Records to use:
//! Application State

use std::sync::Arc;

use landing_content::LandingContent;

/// Shared application state
#[derive(Clone)]
pub struct AppState {
    /// Page content served at `/api/content`, validated at startup
    pub content: Arc<LandingContent>,
}

impl AppState {
    pub fn new(content: LandingContent) -> Self {
        Self {
            content: Arc::new(content),
        }
    }
}
//! Accordion Components
//!
//! `Accordion` owns the group state, `AccordionItem` names one panel, and
//! `AccordionTrigger`/`AccordionContent` find both through context.

use accordion_core::{
    AccordionConfig, ExpansionMode, ItemId, ItemScope, PanelState, Result, Transition, validate_unique,
};
use leptos::context::Provider;
use leptos::prelude::*;

use crate::channel::{AccordionChannel, lenient_panel_state, use_channel, use_item_id};

/// Group container. Creates one channel for the lifetime of this mount.
#[component]
pub fn Accordion(
    #[prop(optional)] mode: ExpansionMode,
    #[prop(default = true)] collapsible: bool,
    #[prop(into, optional)] class: String,
    children: Children,
) -> impl IntoView {
    let channel = AccordionChannel::new(AccordionConfig { mode, collapsible });

    view! {
        <Provider value=channel>
            <div class=format!("w-full {class}") data-mode=mode.to_string()>
                {children()}
            </div>
        </Provider>
    }
}

/// One panel. Without a `value` a fresh identifier is generated.
#[component]
pub fn AccordionItem(
    #[prop(into, optional)] value: Option<ItemId>,
    #[prop(into, optional)] class: String,
    children: Children,
) -> impl IntoView {
    let id = value.unwrap_or_else(ItemId::generate);
    let channel = use_context::<AccordionChannel>();
    let value_attr = id.to_string();
    let state = Memo::new({
        let id = id.clone();
        move |_| lenient_panel_state(channel, &id)
    });

    view! {
        <Provider value=ItemScope::new(id)>
            <div
                class=format!("border-b {class}")
                data-value=value_attr
                data-state=move || state.get().as_str()
            >
                {children()}
            </div>
        </Provider>
    }
}

/// Clickable header. Must be rendered inside an `Accordion`.
#[component]
pub fn AccordionTrigger(
    #[prop(into, optional)] class: String,
    children: Children,
) -> impl IntoView {
    let channel = use_channel("AccordionTrigger").unwrap_or_else(|err| panic!("{err}"));
    let id = use_item_id("AccordionTrigger");
    let state = Memo::new({
        let id = id.clone();
        move |_| channel.panel_state(&id)
    });

    let on_click = move |_| {
        toggle_from_trigger(channel, &id);
    };

    view! {
        <div class="flex">
            <button
                type="button"
                class=format!(
                    "flex flex-1 items-center justify-between py-4 font-medium transition-all hover:underline {class}"
                )
                data-state=move || state.get().as_str()
                aria-expanded=move || state.get().is_open().to_string()
                on:click=on_click
            >
                {children()}
                <ChevronDown open=state />
            </button>
        </div>
    }
}

/// A trigger with no item scope never toggles, so the sentinel stays inactive.
fn toggle_from_trigger(channel: AccordionChannel, id: &ItemId) -> Option<Transition> {
    if id.is_unbound() {
        log::warn!("AccordionTrigger clicked outside an AccordionItem; ignoring");
        return None;
    }
    Some(channel.toggle(id.clone()))
}

/// Collapsible body. Visible only while its item is the open one.
#[component]
pub fn AccordionContent(
    #[prop(into, optional)] class: String,
    children: Children,
) -> impl IntoView {
    let channel = use_context::<AccordionChannel>();
    let id = use_item_id("AccordionContent");
    let state = Memo::new(move |_| lenient_panel_state(channel, &id));

    let classes = move || {
        let visibility = match state.get() {
            PanelState::Open => "grid-rows-[1fr] opacity-100",
            PanelState::Closed => "grid-rows-[0fr] opacity-0",
        };
        format!("overflow-hidden text-sm transition-all duration-200 ease-in-out grid {visibility} {class}")
    };

    view! {
        <div
            class=classes
            data-state=move || state.get().as_str()
            aria-hidden=move || (!state.get().is_open()).to_string()
        >
            <div class="overflow-hidden">
                <div class="pb-4 pt-0">{children()}</div>
            </div>
        </div>
    }
}

fn check_entries(entries: &[(ItemId, String, String)]) -> Result<()> {
    validate_unique(entries.iter().map(|(id, _, _)| id))
}

#[component]
fn ChevronDown(open: Memo<PanelState>) -> impl IntoView {
    view! {
        <svg
            class="h-4 w-4 shrink-0 transition-transform duration-200"
            class=("rotate-180", move || open.get().is_open())
            xmlns="http://www.w3.org/2000/svg"
            viewBox="0 0 24 24"
            fill="none"
            stroke="currentColor"
            stroke-width="2"
            stroke-linecap="round"
            stroke-linejoin="round"
        >
            <path d="m6 9 6 6 6-6" />
        </svg>
    }
}

/// Data-driven group built from `(identifier, label, body)` entries.
///
/// Duplicate identifiers are rejected before anything renders.
#[component]
pub fn FaqAccordion(
    entries: Vec<(ItemId, String, String)>,
    #[prop(optional)] mode: ExpansionMode,
    #[prop(into, optional)] class: String,
) -> impl IntoView {
    if let Err(err) = check_entries(&entries) {
        log::error!("refusing to render accordion: {err}");
        return view! { <p class="text-sm text-[#888888]">"This section is unavailable right now."</p> }
            .into_any();
    }

    view! {
        <Accordion mode=mode class=class>
            {entries
                .into_iter()
                .map(|(id, label, body)| {
                    view! {
                        <AccordionItem
                            value=id
                            class="border border-[#1f1f1f] bg-[#0f0f0f] rounded-xl px-6 data-[state=open]:border-[#333333]"
                        >
                            <AccordionTrigger class="text-left hover:no-underline py-6 text-[#f5f5f5] text-sm font-medium">
                                {label}
                            </AccordionTrigger>
                            <AccordionContent class="text-[#888888] pb-6 leading-relaxed">
                                {body}
                            </AccordionContent>
                        </AccordionItem>
                    }
                })
                .collect_view()}
        </Accordion>
    }
    .into_any()
}
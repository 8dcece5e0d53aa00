//! Router

use std::path::Path;

use axum::{Router, routing::get};
use tower_http::{
    cors::{Any, CorsLayer},
    services::{ServeDir, ServeFile},
    trace::TraceLayer,
};

use crate::handlers::{get_content, health_check};
use crate::state::AppState;

pub fn build_router(state: AppState, static_dir: &Path) -> Router {
    // CORS configuration
    let cors = CorsLayer::new()
        .allow_origin(Any)
        .allow_methods(Any)
        .allow_headers(Any);

    // Unknown paths fall back to index.html so client-side routes resolve
    let static_files = ServeDir::new(static_dir)
        .not_found_service(ServeFile::new(static_dir.join("index.html")));

    Router::new()
        // Health & info
        .route("/health", get(health_check))

        // Content API
        .route("/api/content", get(get_content))

        // Static files (WASM frontend)
        .fallback_service(static_files)

        .layer(cors)
        .layer(TraceLayer::new_for_http())
        .with_state(state)
}

#[cfg(test)]
mod tests {
    use super::*;
    use axum::{
        body::{Body, to_bytes},
        http::{Request, StatusCode},
    };
    use landing_content::LandingContent;
    use tower::ServiceExt;

    fn app() -> Router {
        build_router(
            AppState::new(LandingContent::default()),
            Path::new("/nonexistent-static-dir"),
        )
    }

    async fn get_json(uri: &str) -> (StatusCode, serde_json::Value) {
        let response = app()
            .oneshot(Request::builder().uri(uri).body(Body::empty()).unwrap())
            .await
            .unwrap();
        let status = response.status();
        let bytes = to_bytes(response.into_body(), usize::MAX).await.unwrap();
        (status, serde_json::from_slice(&bytes).unwrap())
    }

    #[tokio::test]
    async fn test_health() {
        let (status, body) = get_json("/health").await;
        assert_eq!(status, StatusCode::OK);
        assert_eq!(body["status"], "healthy");
        assert_eq!(body["faq_items"], 6);
    }

    #[tokio::test]
    async fn test_content_is_valid_for_the_frontend() {
        let (status, body) = get_json("/api/content").await;
        assert_eq!(status, StatusCode::OK);

        let content: LandingContent = serde_json::from_value(body).unwrap();
        content.validate().unwrap();
        assert_eq!(content, LandingContent::default());
    }

    #[tokio::test]
    async fn test_missing_static_file_is_404() {
        let response = app()
            .oneshot(
                Request::builder()
                    .uri("/pkg/missing.wasm")
                    .body(Body::empty())
                    .unwrap(),
            )
            .await
            .unwrap();
        assert_eq!(response.status(), StatusCode::NOT_FOUND);
    }
}
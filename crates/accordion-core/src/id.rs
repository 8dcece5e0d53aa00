//! Item Identifiers

use serde::{Deserialize, Serialize};
use uuid::Uuid;

/// Opaque identifier distinguishing one panel from its siblings in a group.
///
/// The empty string is reserved for the unbound sentinel, see [`ItemId::unbound`].
#[derive(Clone, Debug, Default, PartialEq, Eq, Hash, PartialOrd, Ord, Serialize, Deserialize)]
#[serde(transparent)]
pub struct ItemId(String);

impl ItemId {
    pub fn new(s: impl Into<String>) -> Self {
        Self(s.into())
    }

    /// Fresh identifier for callers that do not manage ids themselves
    pub fn generate() -> Self {
        Self(Uuid::new_v4().to_string())
    }

    /// Identifier for the `index`-th entry of a data-driven list
    pub fn indexed(index: usize) -> Self {
        Self(format!("item-{index}"))
    }

    /// Sentinel used when a component has no enclosing item scope.
    /// It never compares open against any group state.
    pub const fn unbound() -> Self {
        Self(String::new())
    }

    pub fn is_unbound(&self) -> bool {
        self.0.is_empty()
    }

    pub fn as_str(&self) -> &str {
        &self.0
    }
}

impl std::fmt::Display for ItemId {
    fn fmt(&self, f: &mut std::fmt::Formatter<'_>) -> std::fmt::Result {
        write!(f, "{}", self.0)
    }
}

impl From<&str> for ItemId {
    fn from(s: &str) -> Self {
        Self::new(s)
    }
}

impl From<String> for ItemId {
    fn from(s: String) -> Self {
        Self(s)
    }
}

#[cfg(test)]
mod tests {
    use super::*;

    #[test]
    fn test_generated_ids_are_distinct() {
        let a = ItemId::generate();
        let b = ItemId::generate();
        assert_ne!(a, b);
        assert!(!a.is_unbound());
    }

    #[test]
    fn test_unbound_sentinel() {
        assert!(ItemId::unbound().is_unbound());
        assert_eq!(ItemId::unbound(), ItemId::default());
        assert!(!ItemId::new("faq").is_unbound());
    }

    #[test]
    fn test_indexed_format() {
        assert_eq!(ItemId::indexed(3).as_str(), "item-3");
    }

    #[test]
    fn test_serializes_as_plain_string() {
        let json = serde_json::to_string(&ItemId::new("item-1")).unwrap();
        assert_eq!(json, "\"item-1\"");
    }
}
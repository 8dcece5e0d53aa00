//! UI Components

pub mod accordion;
mod cards;

pub use accordion::{Accordion, AccordionContent, AccordionItem, AccordionTrigger, FaqAccordion};
pub use cards::{HighlightCard, PricingCard, StepCard, icon_glyph};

How to complete this task:
With the line holding "</AccordionTrigger>" as the first and the line holding "Health & info" as the last, please transcribe exactly the lines of the material above in that range and nothing else.

Answer section:
                            </AccordionTrigger>
                            <AccordionContent class="text-[#888888] pb-6 leading-relaxed">
                                {body}
                            </AccordionContent>
                        </AccordionItem>
                    }
                })
                .collect_view()}
        </Accordion>
    }
    .into_any()
}
repository 8dcece5e0d53aa00
//! Router

use std::path::Path;

use axum::{Router, routing::get};
use tower_http::{
    cors::{Any, CorsLayer},
    services::{ServeDir, ServeFile},
    trace::TraceLayer,
};

use crate::handlers::{get_content, health_check};
use crate::state::AppState;

pub fn build_router(state: AppState, static_dir: &Path) -> Router {
    // CORS configuration
    let cors = CorsLayer::new()
        .allow_origin(Any)
        .allow_methods(Any)
        .allow_headers(Any);

    // Unknown paths fall back to index.html so client-side routes resolve
    let static_files = ServeDir::new(static_dir)
        .not_found_service(ServeFile::new(static_dir.join("index.html")));

    Router::new()
        // Health & info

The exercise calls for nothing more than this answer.